Always higher, faster, stronger… and older! Technological developments, particularly in the field of health, have given us the feeling that the human body is constantly improving. Many are those who, today, believe in a possible – almost – eternal life. A publication published this Thursday in the scientific journal Natureand relayed by The worldcould well have the effect of a violent cold shower: it concludes that the longevity record has already been reached, and that human longevity would be on the downward slope.
Will the record of Frenchwoman Jeanne Calment remain unmatched forever? According to researchers at the Albert Einstein College of Medicine in New York (United States), no one could succeed in blowing out 122 candles. Scientists don’t cut corners to sum up their findings: “Demographers and biologists argued that there was no reason to think that maximum life expectancy would stop rising. But our study shows that this maximum age has already been reached and that this peak was reached in the 1990s,” explains Jan Vijg.
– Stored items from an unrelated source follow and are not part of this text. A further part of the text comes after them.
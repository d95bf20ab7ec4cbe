use shieldscrape::{extract, extract_bytes, Document, ExtractionStatus, ParserKind};

#[test]
fn binary_input_fails_with_empty_document() {
    let bytes = b"GIF89a\x01\x00\x01\x00\x80\x00\x00\x00\x00\x00\xff\xff\xff\x21\xf9\x04\x01\x00\x00\x00\x00";

    let result = extract_bytes(bytes, "https://example.com/pixel.gif");
    match result {
        Ok(result) => {
            assert_eq!(result.status, ExtractionStatus::Failed);
            assert_eq!(result.parser, ParserKind::Generic);
            assert_eq!(result.document, Document::empty("https://example.com/pixel.gif"));
            assert!(!result.warnings.is_empty());
        }
        Err(err) => panic!("expected Ok(_), got Err({err:?})"),
    }
}

#[test]
fn utf8_bytes_with_bom_are_decoded() {
    let mut bytes = vec![0xEF, 0xBB, 0xBF];
    bytes.extend_from_slice("<html><head><title>Grüße</title></head><body><p>Straße</p></body></html>".as_bytes());

    let result = extract_bytes(&bytes, "https://example.de/");
    match result {
        Ok(result) => {
            assert_eq!(result.document.title.as_deref(), Some("Grüße"));
            assert_eq!(result.document.text, "Straße");
        }
        Err(err) => panic!("expected Ok(_), got Err({err:?})"),
    }
}

#[test]
fn windows_1252_declared_charset_is_honored() {
    let bytes = b"<html><head><meta http-equiv=\"Content-Type\" content=\"text/html; charset=windows-1252\"><title>Quotes</title></head><body><p>\x93quoted\x94</p></body></html>";

    let result = extract_bytes(bytes, "https://example.com/");
    match result {
        Ok(result) => assert_eq!(result.document.text, "\u{201c}quoted\u{201d}"),
        Err(err) => panic!("expected Ok(_), got Err({err:?})"),
    }
}

#[test]
fn empty_input_is_partial_not_an_error() {
    for html in ["", "   ", "<html></html>"] {
        let result = extract(html, "https://example.com/");
        match result {
            Ok(result) => {
                assert_eq!(result.status, ExtractionStatus::Partial, "input {html:?}");
                assert!(result.document.text.is_empty());
                assert_eq!(result.document.url, "https://example.com/");
            }
            Err(err) => panic!("expected Ok(_), got Err({err:?})"),
        }
    }
}

#[test]
fn reddit_host_alone_does_not_pick_reddit_parser() {
    let html = "<html><head><title>Wiki</title></head><body><p>Community rules.</p></body></html>";

    let result = extract(html, "https://www.reddit.com/r/rust/wiki/rules/");
    match result {
        Ok(result) => {
            assert_eq!(result.parser, ParserKind::Generic);
            assert_eq!(result.status, ExtractionStatus::Success);
        }
        Err(err) => panic!("expected Ok(_), got Err({err:?})"),
    }
}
To reach this conclusion, which will sadden many, the scientists have gone through the demographic data of many countries, and they are particularly interested in the “super-centenarians”, yet more and more numerous in our aging societies. But this increase in the number of centenarians should not make us believe in unlimited longevity: the age of death after 100 years would thus tend to stagnate since 1997… Year of the death of Jeanne Calment!
The work of Juliana Antero-Jacquemin, published in 2014, had already suggested that a ceiling of longevity did indeed exist, and would be around 115 years, recalls The world. And for American researchers, the probability of one day exceeding 125 years would today be less than one in 10,000!
Hugo Aguilaniu, director of research at the CNRS and at the Ecole Normale Supérieure in Lyon, will perhaps bring some comfort to those who already saw themselves as a “super-centenarian”. “The authors explain that lifespan is not determined by genetic selection, which is true, notes the scientist in the columns of the World. But they argue that the maximum age is reached based on external factors, wear and tear, like for a car. This theory cannot be applied to a living being as it is to an inert one. The current dean of humanity, the Italian Emma Morano, has blown her 116 years: will she be able to make science lie?